‘And where’s that?’

He said simply: ‘The Long Mars.’

Sally Linsay was used to wonder. She had grown up stepping, as a child she had walked into uncounted alien worlds. But even so, as her father spoke those words, she felt the universe pivot around her.

They were met at the compound gate by a guy her father introduced as Al Raup. While his scalp was shaven, a thick black beard sprouted from his chin, giving Sally the odd impression that his head had been rotated around the axis of his stub nose and re attached upside down. He wore canvas shorts, grubby sneakers with no socks, and a black T-shirt too small for his belly with a faded slogan:

SMOKE ME A KIPPER

He might have been any age between about thirty and fifty.

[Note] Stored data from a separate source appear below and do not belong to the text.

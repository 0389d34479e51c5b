//! In-memory `WorkflowStore` for service tests

use std::{collections::HashSet, sync::Mutex};

use async_trait::async_trait;
use chrono::{NaiveDate, Utc};
use uuid::Uuid;

use super::WorkflowStore;
use crate::{
    error::{AppError, AppResult},
    models::{
        donation::Donation,
        enums::{
            DonationComputerType, DonationCondition, DonationStatus, InventoryStatus,
            RequestComputerType, RequestStatus, SchoolLevel, SchoolStatus,
        },
        inventory::{FulfillmentOutcome, InventoryItem, NewInventoryItem},
        school::School,
        school_request::{SchoolRequest, SchoolRequestWithOwner},
    },
    services::transitions,
};

#[derive(Default)]
struct State {
    donations: Vec<Donation>,
    requests: Vec<SchoolRequestWithOwner>,
    inventory: Vec<InventoryItem>,
    schools: Vec<School>,
    batches: HashSet<i64>,
    next_id: i64,
    fail_status_writes: bool,
}

impl State {
    fn next_id(&mut self) -> i64 {
        self.next_id += 1;
        self.next_id
    }
}

#[derive(Default)]
pub struct MemoryStore {
    state: Mutex<State>,
}

impl MemoryStore {
    pub fn new() -> Self {
        Self::default()
    }

    pub fn add_donation(
        &self,
        quantity: i32,
        computer_type: DonationComputerType,
        condition_status: DonationCondition,
    ) -> Donation {
        let mut state = self.state.lock().unwrap();
        let now = Utc::now();
        let donation = Donation {
            id: state.next_id(),
            user_id: None,
            donor_name: "Jane Wanjiru".to_string(),
            organization: Some("Safari Tech Ltd".to_string()),
            email: "jane@safaritech.co.ke".to_string(),
            phone: "+254700000000".to_string(),
            address: "Westlands, Nairobi".to_string(),
            computer_type,
            quantity,
            condition_status,
            pickup_date: None,
            message: None,
            status: DonationStatus::Pending,
            created_at: now,
            updated_at: now,
        };
        state.donations.push(donation.clone());
        donation
    }

    pub fn add_request(&self, quantity: i32, status: RequestStatus, school_name: &str) -> SchoolRequest {
        let mut state = self.state.lock().unwrap();
        let now = Utc::now();
        let request = SchoolRequest {
            id: state.next_id(),
            user_id: Uuid::new_v4(),
            school_id: None,
            school_name: school_name.to_string(),
            contact_person: "Head Teacher".to_string(),
            email: "head@school.ac.ke".to_string(),
            phone: "+254711111111".to_string(),
            location: "Kisumu".to_string(),
            computer_type: RequestComputerType::Any,
            quantity,
            justification: "Computer lab for 300 pupils".to_string(),
            status,
            created_at: now,
            updated_at: now,
        };
        state.requests.push(SchoolRequestWithOwner {
            request: request.clone(),
            owner_email: Some("owner@school.ac.ke".to_string()),
            owner_name: Some("Mary Achieng".to_string()),
        });
        request
    }

    pub fn add_school(&self, name: &str) -> School {
        let mut state = self.state.lock().unwrap();
        let now = Utc::now();
        let school = School {
            id: state.next_id(),
            name: name.to_string(),
            contact_person: None,
            email: None,
            phone: None,
            address: None,
            location: Some("Kisumu".to_string()),
            school_type: SchoolLevel::Primary,
            student_count: Some(300),
            computers_received: 0,
            status: SchoolStatus::Active,
            created_at: now,
            updated_at: now,
        };
        state.schools.push(school.clone());
        school
    }

    /// Make every status write fail with a storage error
    pub fn fail_status_writes(&self) {
        self.state.lock().unwrap().fail_status_writes = true;
    }

    pub fn stored_donation(&self, id: i64) -> Option<Donation> {
        self.state.lock().unwrap().donations.iter().find(|d| d.id == id).cloned()
    }

    pub fn stored_request(&self, id: i64) -> Option<SchoolRequest> {
        self.state
            .lock()
            .unwrap()
            .requests
            .iter()
            .find(|r| r.request.id == id)
            .map(|r| r.request.clone())
    }

    pub fn inventory_for(&self, donation_id: i64) -> Vec<InventoryItem> {
        self.state
            .lock()
            .unwrap()
            .inventory
            .iter()
            .filter(|i| i.donation_id == donation_id)
            .cloned()
            .collect()
    }

    pub fn inventory_for_item(&self, id: i64) -> Option<InventoryItem> {
        self.state.lock().unwrap().inventory.iter().find(|i| i.id == id).cloned()
    }

    pub fn school(&self, id: i64) -> Option<School> {
        self.state.lock().unwrap().schools.iter().find(|s| s.id == id).cloned()
    }
}

#[async_trait]
impl WorkflowStore for MemoryStore {
    async fn donation(&self, id: i64) -> AppResult<Donation> {
        self.stored_donation(id)
            .ok_or_else(|| AppError::NotFound(format!("Donation {} not found", id)))
    }

    async fn set_donation_status(
        &self,
        id: i64,
        status: DonationStatus,
        pickup_date: Option<NaiveDate>,
    ) -> AppResult<Donation> {
        let mut state = self.state.lock().unwrap();
        if state.fail_status_writes {
            return Err(AppError::Database(sqlx::Error::PoolTimedOut));
        }
        let donation = state
            .donations
            .iter_mut()
            .find(|d| d.id == id)
            .ok_or_else(|| AppError::NotFound(format!("Donation {} not found", id)))?;
        donation.status = status;
        if pickup_date.is_some() {
            donation.pickup_date = pickup_date;
        }
        donation.updated_at = Utc::now();
        Ok(donation.clone())
    }

    async fn insert_inventory_batch(&self, donation_id: i64, items: &[NewInventoryItem]) -> AppResult<u64> {
        let mut state = self.state.lock().unwrap();
        if !state.batches.insert(donation_id) {
            return Ok(0);
        }
        if state.inventory.iter().any(|i| i.donation_id == donation_id) {
            return Ok(0);
        }
        let now = Utc::now();
        for item in items {
            let id = state.next_id();
            state.inventory.push(InventoryItem {
                id,
                donation_id: item.donation_id,
                computer_type: item.computer_type,
                status: item.status,
                condition_received: item.condition_received,
                condition_after_refurbishment: None,
                refurbishment_notes: None,
                serial_number: item.serial_number.clone(),
                assigned_school_request_id: None,
                created_at: now,
                updated_at: now,
            });
        }
        Ok(items.len() as u64)
    }

    async fn request_with_owner(&self, id: i64) -> AppResult<SchoolRequestWithOwner> {
        self.state
            .lock()
            .unwrap()
            .requests
            .iter()
            .find(|r| r.request.id == id)
            .cloned()
            .ok_or_else(|| AppError::NotFound(format!("School request {} not found", id)))
    }

    async fn set_request_status(&self, id: i64, status: RequestStatus) -> AppResult<SchoolRequest> {
        let mut state = self.state.lock().unwrap();
        if state.fail_status_writes {
            return Err(AppError::Database(sqlx::Error::PoolTimedOut));
        }
        let entry = state
            .requests
            .iter_mut()
            .find(|r| r.request.id == id)
            .ok_or_else(|| AppError::NotFound(format!("School request {} not found", id)))?;
        entry.request.status = status;
        entry.request.updated_at = Utc::now();
        Ok(entry.request.clone())
    }

    async fn fulfill_request(&self, request_id: i64, item_ids: &[i64]) -> AppResult<FulfillmentOutcome> {
        let mut state = self.state.lock().unwrap();

        let request = state
            .requests
            .iter()
            .find(|r| r.request.id == request_id)
            .map(|r| r.request.clone())
            .ok_or_else(|| AppError::NotFound(format!("School request {} not found", request_id)))?;

        let missing: Vec<String> = item_ids
            .iter()
            .filter(|id| !state.inventory.iter().any(|i| i.id == **id))
            .map(|id| id.to_string())
            .collect();
        if !missing.is_empty() {
            return Err(AppError::NotFound(format!(
                "Inventory item(s) not found: {}",
                missing.join(", ")
            )));
        }

        let now = Utc::now();
        let mut delivered = 0i64;
        for item in state
            .inventory
            .iter_mut()
            .filter(|i| item_ids.contains(&i.id) && i.assigned_school_request_id != Some(request_id))
        {
            item.status = InventoryStatus::Delivered;
            item.assigned_school_request_id = Some(request_id);
            item.updated_at = now;
            delivered += 1;
        }

        let assigned_count = state
            .inventory
            .iter()
            .filter(|i| i.assigned_school_request_id == Some(request_id))
            .count() as i64;
        let quantity = i64::from(request.quantity);
        let request_status =
            transitions::status_after_assignment(request.status, assigned_count, quantity);

        if let Some(entry) = state.requests.iter_mut().find(|r| r.request.id == request_id) {
            entry.request.status = request_status;
        }

        let school = match request.school_id {
            Some(id) => state.schools.iter_mut().find(|s| s.id == id),
            None => state
                .schools
                .iter_mut()
                .find(|s| s.name.eq_ignore_ascii_case(request.school_name.trim())),
        };
        let school_credited = match school {
            Some(school) => {
                school.computers_received += delivered as i32;
                true
            }
            None => false,
        };

        Ok(FulfillmentOutcome {
            delivered,
            assigned_count,
            quantity,
            request_status,
            school_credited,
        })
    }
}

He stuck out his hand. ‘Call me Mr Ttt.’ Tuh-tuh-tuh.

She ignored the hand. ‘Hello, Al Raup.’

Willis raised an eyebrow. ‘Now, Sal, play nice.’

‘Come, let me show you around my domain . . .’

Raup swiped them through the security barriers, and they walked into the compound. Sally heard the growl of heavy vehicles, smelled brick dust and wet concrete, and saw giant cranes loom over holes in the ground. Workers wandered around in yellow hardhats. In some cases she saw ‘danger: radioactivity’ signs, and that was new since she’d last visited. Nuclear rockets under develop ment maybe?

She did notice a party of trolls labouring at a concrete mixer, apparently happy enough. Sally cared little for technology, or people, compared with animals.

‘So,’ Raup said. ‘Welcome to Cape Nerdaveral, Marsonauts!’

‘You’re exactly the type I remember from my last visit here,’ Sally snapped at him.

‘Ah, yes. When you snatched those trolls.’

‘When I liberated them. Glad to see your kind hasn’t gone extinct with the corporatization of this place.’

Raup waved fat fingers. ‘Ah, well, we geeks were here first. We figured out the basic parameters of how to use the Gap, we started the construction of the Brick Moon and sent over a few test shots, all before anybody even noticed we were here.’ His accent might have been middle American, but he had a strangulated, showy way of speaking, with looping vowels and over-precise consonants. She had an odd sense that he had already rehearsed in his head almost everything he said, in case he ever had an audience to use it on. ‘We’re no innocents. We filed a few patents. But in the end the corporate guys had no interest in screwing us over. Easier to buy us out; we were relatively cheap, in their terms, and we had expertise they needed.’ He grinned. ‘We Founders are all dollar millionaires. How cool is that?’

Sally couldn’t have cared less, and dismissed his bragging.

In among the gargantuan industrial facilities she saw sprawling residential blocks, bars, a hotel, a cinema-cum-theatre, a lot of casinos and gaming houses, and shadier-looking establishments she guessed might be strip joints or brothels. And there was one modest chapel, she saw, built of what looked like native oak, with a small graveyard set out within a low stone wall: a reminder that space travel was a dangerous occupation even here.

‘I can see you have plenty of chances to spend all those dollars.’

‘Well, that’s true. It’s something like an Old West mining town,’ Raup said. ‘Or maybe an oil rig. Or even early Hollywood, if you want a more glamorous example. Actually you have to watch your step these days.’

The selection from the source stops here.